* Assignment *
Search the listing below for "Option". Copy each matching line.

━━━━━━━━━━

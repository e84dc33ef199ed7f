//! Integration tests against an in-process stub of the conversion service.
//!
//! The stub is an `axum` app bound to `127.0.0.1:0`, serving the same two
//! endpoints as the real backend:
//!
//!   GET  /api/v1/capabilities
//!   POST /api/v1/convert   (multipart: file, target_format)
//!
//! It converts `.json` → `.md` and rejects everything else with a
//! `{"detail": ...}` body, which is enough to exercise every session path
//! over real HTTP.

use axum::extract::{Multipart, State};
use axum::http::{header, StatusCode};
use axum::response::{IntoResponse, Response};
use axum::routing::{get, post};
use axum::{Json, Router};
use formatbridge::{
    BridgeError, CatalogView, ClientConfig, ConverterClient, FormatId, SessionEvent,
    SessionState, UploadFile,
};
use serde_json::{json, Value};
use std::sync::{Arc, Mutex};

// ── Stub server ──────────────────────────────────────────────────────────────

#[derive(Debug, Clone, PartialEq)]
struct ReceivedUpload {
    file_name: Option<String>,
    target_format: Option<String>,
    bytes: usize,
}

#[derive(Clone)]
struct Stub {
    capabilities: Value,
    capabilities_status: StatusCode,
    send_disposition: bool,
    accepted_target: &'static str,
    received: Arc<Mutex<Vec<ReceivedUpload>>>,
}

impl Stub {
    fn new(capabilities: Value) -> Self {
        Self {
            capabilities,
            capabilities_status: StatusCode::OK,
            send_disposition: true,
            accepted_target: ".md",
            received: Arc::new(Mutex::new(Vec::new())),
        }
    }
}

async fn capabilities(State(stub): State<Stub>) -> Response {
    (stub.capabilities_status, Json(stub.capabilities.clone())).into_response()
}

async fn convert(State(stub): State<Stub>, mut multipart: Multipart) -> Response {
    let mut upload = ReceivedUpload {
        file_name: None,
        target_format: None,
        bytes: 0,
    };
    let mut content = Vec::new();
    while let Ok(Some(field)) = multipart.next_field().await {
        let name = field.name().unwrap_or_default().to_string();
        match name.as_str() {
            "file" => {
                upload.file_name = field.file_name().map(str::to_string);
                content = field.bytes().await.map(|b| b.to_vec()).unwrap_or_default();
                upload.bytes = content.len();
            }
            "target_format" => upload.target_format = field.text().await.ok(),
            _ => {}
        }
    }
    stub.received.lock().unwrap().push(upload.clone());

    let name = upload.file_name.unwrap_or_default();
    let Some((stem, ext)) = name.rsplit_once('.') else {
        return reject("Unsupported file format: ");
    };
    if ext != "json" {
        return reject(&format!("Unsupported file format: .{ext}"));
    }
    if upload.target_format.as_deref() != Some(stub.accepted_target) {
        let got = upload.target_format.unwrap_or_default();
        return reject(&format!("Unsupported target format: {got}"));
    }

    let body = format!(
        "# Converted JSON Data\n\n```json\n{}\n```\n",
        String::from_utf8_lossy(&content)
    );
    let mut response = (StatusCode::OK, body).into_response();
    response.headers_mut().insert(
        header::CONTENT_TYPE,
        "application/octet-stream".parse().unwrap(),
    );
    if stub.send_disposition {
        response.headers_mut().insert(
            header::CONTENT_DISPOSITION,
            format!("attachment; filename=\"{stem}.md\"").parse().unwrap(),
        );
    }
    response
}

fn reject(detail: &str) -> Response {
    (StatusCode::BAD_REQUEST, Json(json!({ "detail": detail }))).into_response()
}

/// Start the stub and return its base URL.
async fn spawn(stub: Stub) -> String {
    let app = Router::new()
        .route("/api/v1/capabilities", get(capabilities))
        .route("/api/v1/convert", post(convert))
        .with_state(stub);
    let listener = tokio::net::TcpListener::bind("127.0.0.1:0")
        .await
        .expect("bind stub server");
    let addr = listener.local_addr().expect("stub address");
    tokio::spawn(async move {
        axum::serve(listener, app).await.expect("stub server failed");
    });
    format!("http://{addr}")
}

fn client_for(base_url: &str) -> ConverterClient {
    let config = ClientConfig::builder().base_url(base_url).build().unwrap();
    ConverterClient::new(config).unwrap()
}

fn json_upload() -> UploadFile {
    UploadFile::new("data.json", br#"{"test": "ok"}"#.to_vec()).with_mime("application/json")
}

// ── Catalog ──────────────────────────────────────────────────────────────────

#[tokio::test]
async fn loads_bare_capability_map() {
    let url = spawn(Stub::new(json!({".json": [".md"], ".pdf": [".docx", ".png"]}))).await;
    let mut client = client_for(&url);
    let map = client.load_catalog().await.unwrap();
    assert_eq!(map.len(), 2);

    let sources: Vec<String> = client
        .catalog()
        .search("docx")
        .into_iter()
        .map(|e| e.source.to_string())
        .collect();
    assert_eq!(sources, vec![".pdf"]);
}

#[tokio::test]
async fn loads_nested_capability_map() {
    let url = spawn(Stub::new(json!({"conversions": {".json": [".md"]}}))).await;
    let mut client = client_for(&url);
    client.load_catalog().await.unwrap();
    assert!(client
        .catalog()
        .map()
        .unwrap()
        .supports(&FormatId::new(".json"), &FormatId::new(".md")));
}

#[tokio::test]
async fn server_error_renders_load_error() {
    let stub = Stub {
        capabilities_status: StatusCode::INTERNAL_SERVER_ERROR,
        ..Stub::new(json!({}))
    };
    let url = spawn(stub).await;
    let mut client = client_for(&url);

    let err = client.load_catalog().await.unwrap_err();
    assert!(matches!(err, BridgeError::CapabilityLoad { .. }), "got {err:?}");
    assert!(matches!(
        client.catalog().render(""),
        CatalogView::LoadError { .. }
    ));
}

#[tokio::test]
async fn malformed_payload_renders_load_error() {
    let url = spawn(Stub::new(json!([".json", ".md"]))).await;
    let mut client = client_for(&url);
    let err = client.load_catalog().await.unwrap_err();
    assert!(matches!(err, BridgeError::CapabilityPayload { .. }), "got {err:?}");
    assert!(client.catalog().load_error().is_some());
}

// ── Conversion ───────────────────────────────────────────────────────────────

#[tokio::test]
async fn successful_conversion_sends_multipart_and_names_result() {
    let stub = Stub::new(json!({".json": [".md"]}));
    let received = stub.received.clone();
    let url = spawn(stub).await;
    let mut client = client_for(&url);
    client.load_catalog().await.unwrap();

    let mut session = client
        .open_session(&".json".into(), &".md".into())
        .unwrap();
    let artifact = client.submit(&mut session, &json_upload()).await.unwrap();
    assert_eq!(artifact.filename(), "data.md");
    let text = String::from_utf8(artifact.bytes().to_vec()).unwrap();
    assert!(text.contains("# Converted JSON Data"));
    assert!(text.contains(r#""test": "ok""#));

    let received = received.lock().unwrap();
    assert_eq!(
        received.as_slice(),
        &[ReceivedUpload {
            file_name: Some("data.json".into()),
            target_format: Some(".md".into()),
            bytes: 14,
        }]
    );
}

#[tokio::test]
async fn target_format_is_sent_as_the_server_declared_it() {
    let stub = Stub {
        accepted_target: ".MD",
        ..Stub::new(json!({".json": [".MD"]}))
    };
    let received = stub.received.clone();
    let url = spawn(stub).await;
    let mut client = client_for(&url);

    let dir = tempfile::tempdir().unwrap();
    let input = dir.path().join("data.json");
    std::fs::write(&input, b"{}").unwrap();
    let report = client
        .convert_file(&input, &FormatId::new("md"), dir.path())
        .await
        .unwrap();
    assert_eq!(report.output, dir.path().join("data.md"));

    let received = received.lock().unwrap();
    assert_eq!(received.len(), 1);
    assert_eq!(received[0].target_format.as_deref(), Some(".MD"));
}

#[tokio::test]
async fn missing_disposition_falls_back_to_generic_name() {
    let stub = Stub {
        send_disposition: false,
        ..Stub::new(json!({".json": [".md"]}))
    };
    let url = spawn(stub).await;
    let mut client = client_for(&url);
    client.load_catalog().await.unwrap();

    let mut session = client
        .open_session(&".json".into(), &".md".into())
        .unwrap();
    let artifact = client.submit(&mut session, &json_upload()).await.unwrap();
    assert_eq!(artifact.filename(), "converted-file.md");
}

#[tokio::test]
async fn rejected_conversion_surfaces_detail() {
    // The catalog claims .txt works; the server disagrees.
    let url = spawn(Stub::new(json!({".txt": [".md"]}))).await;
    let mut client = client_for(&url);
    client.load_catalog().await.unwrap();

    let mut session = client
        .open_session(&".txt".into(), &".md".into())
        .unwrap();
    let upload = UploadFile::new("notes.txt", b"hello".to_vec());
    let err = client.submit(&mut session, &upload).await.unwrap_err();

    assert!(matches!(
        err,
        BridgeError::ConversionRequest { status: 400, .. }
    ));
    assert_eq!(
        session.state(),
        &SessionState::Failed {
            message: "Unsupported file format: .txt".into()
        }
    );
    assert!(session.view().intake_visible);
}

#[tokio::test]
async fn unreachable_server_is_a_transport_failure() {
    // Grab a free port, then close it again.
    let listener = tokio::net::TcpListener::bind("127.0.0.1:0").await.unwrap();
    let addr = listener.local_addr().unwrap();
    drop(listener);

    let client = client_for(&format!("http://{addr}"));
    let mut session = formatbridge::ConversionSession::new(formatbridge::ConversionSelection::new(
        ".json".into(),
        ".md".into(),
    ));
    let err = client.submit(&mut session, &json_upload()).await.unwrap_err();
    assert!(matches!(err, BridgeError::ConversionTransport { .. }), "got {err:?}");
    assert!(matches!(session.state(), SessionState::Failed { message } if !message.is_empty()));
}

#[tokio::test]
async fn retry_after_failure_then_two_successes_keep_one_artifact() {
    let url = spawn(Stub::new(json!({".json": [".md"]}))).await;
    let mut client = client_for(&url);
    client.load_catalog().await.unwrap();
    let mut session = client
        .open_session(&".json".into(), &".md".into())
        .unwrap();

    let bad = UploadFile::new("data.csv", b"a,b".to_vec());
    assert!(client.submit(&mut session, &bad).await.is_err());

    let first = client
        .submit(&mut session, &json_upload())
        .await
        .unwrap()
        .id();
    let second = client
        .submit(&mut session, &json_upload())
        .await
        .unwrap()
        .id();
    assert_ne!(first, second);
    assert_eq!(session.artifact().map(|a| a.id()), Some(second));

    session.dispatch(SessionEvent::Reset).unwrap();
    assert_eq!(session.state(), &SessionState::Idle);
    assert!(session.selection().is_none());
    assert!(session.artifact().is_none());
    assert!(session.intake_visible());
}

#[tokio::test]
async fn convert_file_writes_result_to_directory() {
    let url = spawn(Stub::new(json!({".json": [".md"]}))).await;
    let mut client = client_for(&url);

    let dir = tempfile::tempdir().unwrap();
    let input = dir.path().join("report.json");
    std::fs::write(&input, br#"{"k": 1}"#).unwrap();
    let out_dir = dir.path().join("out");
    std::fs::create_dir(&out_dir).unwrap();

    let report = client
        .convert_file(&input, &FormatId::new("md"), &out_dir)
        .await
        .unwrap();
    assert_eq!(report.output, out_dir.join("report.md"));
    assert_eq!(report.source, FormatId::new(".json"));
    let written = std::fs::read_to_string(&report.output).unwrap();
    assert!(written.starts_with("# Converted JSON Data"));
}

#[tokio::test]
async fn convert_file_refuses_pairs_outside_catalog() {
    let url = spawn(Stub::new(json!({".json": [".md"]}))).await;
    let mut client = client_for(&url);

    let dir = tempfile::tempdir().unwrap();
    let input = dir.path().join("report.json");
    std::fs::write(&input, b"{}").unwrap();

    let err = client
        .convert_file(&input, &FormatId::new(".pdf"), dir.path())
        .await
        .unwrap_err();
    assert!(matches!(err, BridgeError::UnsupportedTarget { .. }), "got {err:?}");
}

━━━━━━━━━━

* Solution *
    file_name: Option<String>,
    target_format: Option<String>,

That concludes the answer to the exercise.